• _Work order_
Among the entries that follow, find every line with the word "Option" and copy it.

┄┄┄┄┄┄

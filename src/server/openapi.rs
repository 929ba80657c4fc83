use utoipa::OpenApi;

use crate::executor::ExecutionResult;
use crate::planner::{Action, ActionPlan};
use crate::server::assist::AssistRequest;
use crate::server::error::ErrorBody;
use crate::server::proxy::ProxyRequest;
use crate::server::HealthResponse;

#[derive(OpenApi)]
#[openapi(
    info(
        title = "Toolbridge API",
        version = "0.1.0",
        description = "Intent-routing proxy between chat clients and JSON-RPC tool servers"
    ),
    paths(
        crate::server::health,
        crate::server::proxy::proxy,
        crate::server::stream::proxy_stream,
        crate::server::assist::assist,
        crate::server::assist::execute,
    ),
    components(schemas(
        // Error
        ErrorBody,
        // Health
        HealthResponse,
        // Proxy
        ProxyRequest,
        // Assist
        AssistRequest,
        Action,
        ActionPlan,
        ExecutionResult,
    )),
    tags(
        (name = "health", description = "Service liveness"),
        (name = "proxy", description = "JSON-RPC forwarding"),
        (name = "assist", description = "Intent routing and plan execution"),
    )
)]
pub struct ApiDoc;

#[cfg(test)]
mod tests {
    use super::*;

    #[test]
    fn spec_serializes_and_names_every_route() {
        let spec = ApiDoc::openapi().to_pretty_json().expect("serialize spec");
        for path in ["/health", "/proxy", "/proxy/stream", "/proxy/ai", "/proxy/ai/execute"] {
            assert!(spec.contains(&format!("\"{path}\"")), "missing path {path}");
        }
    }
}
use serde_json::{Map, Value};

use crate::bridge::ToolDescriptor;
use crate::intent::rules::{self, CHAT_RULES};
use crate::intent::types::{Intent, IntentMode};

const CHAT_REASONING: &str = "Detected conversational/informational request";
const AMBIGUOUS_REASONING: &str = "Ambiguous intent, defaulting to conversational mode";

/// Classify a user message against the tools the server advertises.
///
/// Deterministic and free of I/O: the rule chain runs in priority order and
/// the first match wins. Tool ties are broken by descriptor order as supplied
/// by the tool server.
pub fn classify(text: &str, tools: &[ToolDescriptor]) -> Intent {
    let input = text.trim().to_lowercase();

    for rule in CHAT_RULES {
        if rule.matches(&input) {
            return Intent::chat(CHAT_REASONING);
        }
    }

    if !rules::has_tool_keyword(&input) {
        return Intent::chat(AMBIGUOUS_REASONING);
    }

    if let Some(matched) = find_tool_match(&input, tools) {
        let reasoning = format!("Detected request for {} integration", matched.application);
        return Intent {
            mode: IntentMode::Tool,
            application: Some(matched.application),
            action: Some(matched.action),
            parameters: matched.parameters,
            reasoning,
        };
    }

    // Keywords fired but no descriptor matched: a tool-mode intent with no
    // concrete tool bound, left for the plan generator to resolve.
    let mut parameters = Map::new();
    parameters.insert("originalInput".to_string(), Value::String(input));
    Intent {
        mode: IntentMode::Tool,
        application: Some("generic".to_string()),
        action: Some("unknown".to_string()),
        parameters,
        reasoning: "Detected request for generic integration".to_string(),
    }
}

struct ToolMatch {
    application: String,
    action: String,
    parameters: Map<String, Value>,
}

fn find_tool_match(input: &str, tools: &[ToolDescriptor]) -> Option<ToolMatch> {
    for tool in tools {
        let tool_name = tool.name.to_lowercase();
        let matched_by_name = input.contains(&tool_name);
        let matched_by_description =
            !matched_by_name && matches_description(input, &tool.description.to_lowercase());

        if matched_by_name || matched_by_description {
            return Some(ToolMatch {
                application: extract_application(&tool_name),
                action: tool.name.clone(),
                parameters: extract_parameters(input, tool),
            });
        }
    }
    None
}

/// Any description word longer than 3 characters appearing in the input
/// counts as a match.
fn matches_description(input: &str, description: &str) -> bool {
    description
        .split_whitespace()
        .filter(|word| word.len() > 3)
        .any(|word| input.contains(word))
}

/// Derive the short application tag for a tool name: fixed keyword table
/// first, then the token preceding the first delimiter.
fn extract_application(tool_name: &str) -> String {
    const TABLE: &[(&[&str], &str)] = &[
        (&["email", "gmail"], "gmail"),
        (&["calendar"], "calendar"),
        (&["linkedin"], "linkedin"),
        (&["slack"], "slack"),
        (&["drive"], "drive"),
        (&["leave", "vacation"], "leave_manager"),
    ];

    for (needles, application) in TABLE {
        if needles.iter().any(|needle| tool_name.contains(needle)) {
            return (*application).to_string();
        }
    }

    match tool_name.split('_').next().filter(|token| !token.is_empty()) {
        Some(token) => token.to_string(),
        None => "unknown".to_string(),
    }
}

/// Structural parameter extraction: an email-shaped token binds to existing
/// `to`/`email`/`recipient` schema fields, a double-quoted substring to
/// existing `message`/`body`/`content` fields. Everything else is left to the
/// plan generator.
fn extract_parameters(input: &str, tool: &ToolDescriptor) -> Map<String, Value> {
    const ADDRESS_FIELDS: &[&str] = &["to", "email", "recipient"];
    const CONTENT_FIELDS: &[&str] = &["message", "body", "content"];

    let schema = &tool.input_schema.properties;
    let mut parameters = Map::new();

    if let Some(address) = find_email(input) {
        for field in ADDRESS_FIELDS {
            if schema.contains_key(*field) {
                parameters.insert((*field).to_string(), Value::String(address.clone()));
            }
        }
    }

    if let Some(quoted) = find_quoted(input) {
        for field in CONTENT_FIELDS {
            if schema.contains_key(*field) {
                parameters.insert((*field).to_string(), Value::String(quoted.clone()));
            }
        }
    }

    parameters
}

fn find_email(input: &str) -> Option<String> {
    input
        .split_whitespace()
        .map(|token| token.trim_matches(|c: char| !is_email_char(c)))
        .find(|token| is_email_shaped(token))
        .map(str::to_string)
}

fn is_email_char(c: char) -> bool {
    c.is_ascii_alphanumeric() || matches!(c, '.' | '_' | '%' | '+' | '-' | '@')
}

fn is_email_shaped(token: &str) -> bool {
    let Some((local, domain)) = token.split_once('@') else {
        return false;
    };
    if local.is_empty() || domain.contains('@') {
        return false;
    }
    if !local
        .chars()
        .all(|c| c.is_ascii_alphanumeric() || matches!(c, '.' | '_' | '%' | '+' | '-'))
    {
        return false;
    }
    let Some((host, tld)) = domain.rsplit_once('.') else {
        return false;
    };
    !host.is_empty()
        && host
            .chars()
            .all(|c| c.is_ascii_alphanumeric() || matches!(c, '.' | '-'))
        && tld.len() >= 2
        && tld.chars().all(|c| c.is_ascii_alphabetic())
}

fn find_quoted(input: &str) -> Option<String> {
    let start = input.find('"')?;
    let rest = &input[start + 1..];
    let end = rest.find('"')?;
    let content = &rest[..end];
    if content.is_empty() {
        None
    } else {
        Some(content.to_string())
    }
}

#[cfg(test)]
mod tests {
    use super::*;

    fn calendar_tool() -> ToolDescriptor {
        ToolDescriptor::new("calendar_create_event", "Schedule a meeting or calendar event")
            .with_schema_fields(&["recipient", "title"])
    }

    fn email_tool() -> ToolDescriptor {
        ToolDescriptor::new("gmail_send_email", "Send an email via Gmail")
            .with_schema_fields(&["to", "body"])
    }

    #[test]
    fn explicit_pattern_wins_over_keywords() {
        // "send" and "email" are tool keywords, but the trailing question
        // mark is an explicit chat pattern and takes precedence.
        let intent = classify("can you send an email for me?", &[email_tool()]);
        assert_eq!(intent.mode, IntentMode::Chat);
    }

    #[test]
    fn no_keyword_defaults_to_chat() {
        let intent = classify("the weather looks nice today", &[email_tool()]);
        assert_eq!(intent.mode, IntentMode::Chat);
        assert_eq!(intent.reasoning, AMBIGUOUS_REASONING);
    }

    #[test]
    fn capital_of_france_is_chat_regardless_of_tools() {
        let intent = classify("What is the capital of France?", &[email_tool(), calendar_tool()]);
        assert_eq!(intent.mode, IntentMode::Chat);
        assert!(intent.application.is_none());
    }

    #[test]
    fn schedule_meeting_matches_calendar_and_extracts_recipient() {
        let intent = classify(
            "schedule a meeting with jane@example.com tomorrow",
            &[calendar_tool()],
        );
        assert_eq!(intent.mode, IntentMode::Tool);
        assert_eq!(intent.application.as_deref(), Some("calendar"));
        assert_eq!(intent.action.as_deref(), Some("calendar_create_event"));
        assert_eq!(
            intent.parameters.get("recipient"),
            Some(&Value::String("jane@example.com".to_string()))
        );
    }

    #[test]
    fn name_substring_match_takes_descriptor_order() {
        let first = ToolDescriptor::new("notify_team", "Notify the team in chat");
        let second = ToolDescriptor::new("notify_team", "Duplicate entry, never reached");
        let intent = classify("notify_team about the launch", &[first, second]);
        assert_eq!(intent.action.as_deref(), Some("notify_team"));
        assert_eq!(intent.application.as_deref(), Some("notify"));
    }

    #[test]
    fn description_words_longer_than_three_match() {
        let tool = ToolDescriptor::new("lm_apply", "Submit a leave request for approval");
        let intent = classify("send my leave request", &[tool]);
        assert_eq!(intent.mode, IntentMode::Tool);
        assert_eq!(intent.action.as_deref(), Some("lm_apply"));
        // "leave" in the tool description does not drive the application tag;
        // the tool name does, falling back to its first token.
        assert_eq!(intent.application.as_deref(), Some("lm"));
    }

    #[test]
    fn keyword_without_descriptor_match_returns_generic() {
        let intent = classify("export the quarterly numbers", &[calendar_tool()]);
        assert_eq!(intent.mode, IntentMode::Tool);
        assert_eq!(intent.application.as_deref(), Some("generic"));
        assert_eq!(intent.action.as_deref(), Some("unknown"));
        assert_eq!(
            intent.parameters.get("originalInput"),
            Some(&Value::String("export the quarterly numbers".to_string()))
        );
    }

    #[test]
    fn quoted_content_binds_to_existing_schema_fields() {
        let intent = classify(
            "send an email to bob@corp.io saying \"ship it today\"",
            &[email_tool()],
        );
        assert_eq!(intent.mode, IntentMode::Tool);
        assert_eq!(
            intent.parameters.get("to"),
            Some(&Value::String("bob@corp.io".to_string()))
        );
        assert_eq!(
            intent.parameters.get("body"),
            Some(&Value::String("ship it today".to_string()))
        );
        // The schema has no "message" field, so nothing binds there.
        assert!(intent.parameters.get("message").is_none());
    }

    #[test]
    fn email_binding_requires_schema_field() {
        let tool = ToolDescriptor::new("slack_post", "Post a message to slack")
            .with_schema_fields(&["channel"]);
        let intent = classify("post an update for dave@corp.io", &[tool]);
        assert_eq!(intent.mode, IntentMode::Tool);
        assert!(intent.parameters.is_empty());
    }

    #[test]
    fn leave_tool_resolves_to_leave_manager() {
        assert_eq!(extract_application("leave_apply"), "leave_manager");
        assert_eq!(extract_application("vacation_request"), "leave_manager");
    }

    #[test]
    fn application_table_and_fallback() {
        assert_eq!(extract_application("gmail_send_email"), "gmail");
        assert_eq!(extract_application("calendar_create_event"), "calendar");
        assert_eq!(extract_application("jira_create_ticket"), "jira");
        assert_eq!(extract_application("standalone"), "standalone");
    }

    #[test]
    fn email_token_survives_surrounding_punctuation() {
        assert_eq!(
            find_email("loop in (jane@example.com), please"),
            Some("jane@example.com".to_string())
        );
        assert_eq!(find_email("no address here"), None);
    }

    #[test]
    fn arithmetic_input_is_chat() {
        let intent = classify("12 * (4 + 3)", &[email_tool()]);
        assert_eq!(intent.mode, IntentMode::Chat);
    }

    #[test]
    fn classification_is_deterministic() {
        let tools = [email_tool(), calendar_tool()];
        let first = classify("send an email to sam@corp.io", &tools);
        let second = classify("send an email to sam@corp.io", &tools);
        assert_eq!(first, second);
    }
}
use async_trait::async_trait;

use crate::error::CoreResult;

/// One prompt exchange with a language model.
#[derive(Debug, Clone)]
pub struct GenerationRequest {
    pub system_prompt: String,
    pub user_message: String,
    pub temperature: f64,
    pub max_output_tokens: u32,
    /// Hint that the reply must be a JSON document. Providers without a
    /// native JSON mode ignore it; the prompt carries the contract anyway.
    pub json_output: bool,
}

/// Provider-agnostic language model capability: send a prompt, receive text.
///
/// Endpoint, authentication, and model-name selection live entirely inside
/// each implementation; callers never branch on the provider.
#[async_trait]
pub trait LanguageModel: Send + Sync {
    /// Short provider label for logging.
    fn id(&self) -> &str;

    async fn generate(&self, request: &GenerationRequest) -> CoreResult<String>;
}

┄┄┄┄┄┄

• _Task answer_
fn find_tool_match(input: &str, tools: &[ToolDescriptor]) -> Option<ToolMatch> {
fn find_email(input: &str) -> Option<String> {
fn find_quoted(input: &str) -> Option<String> {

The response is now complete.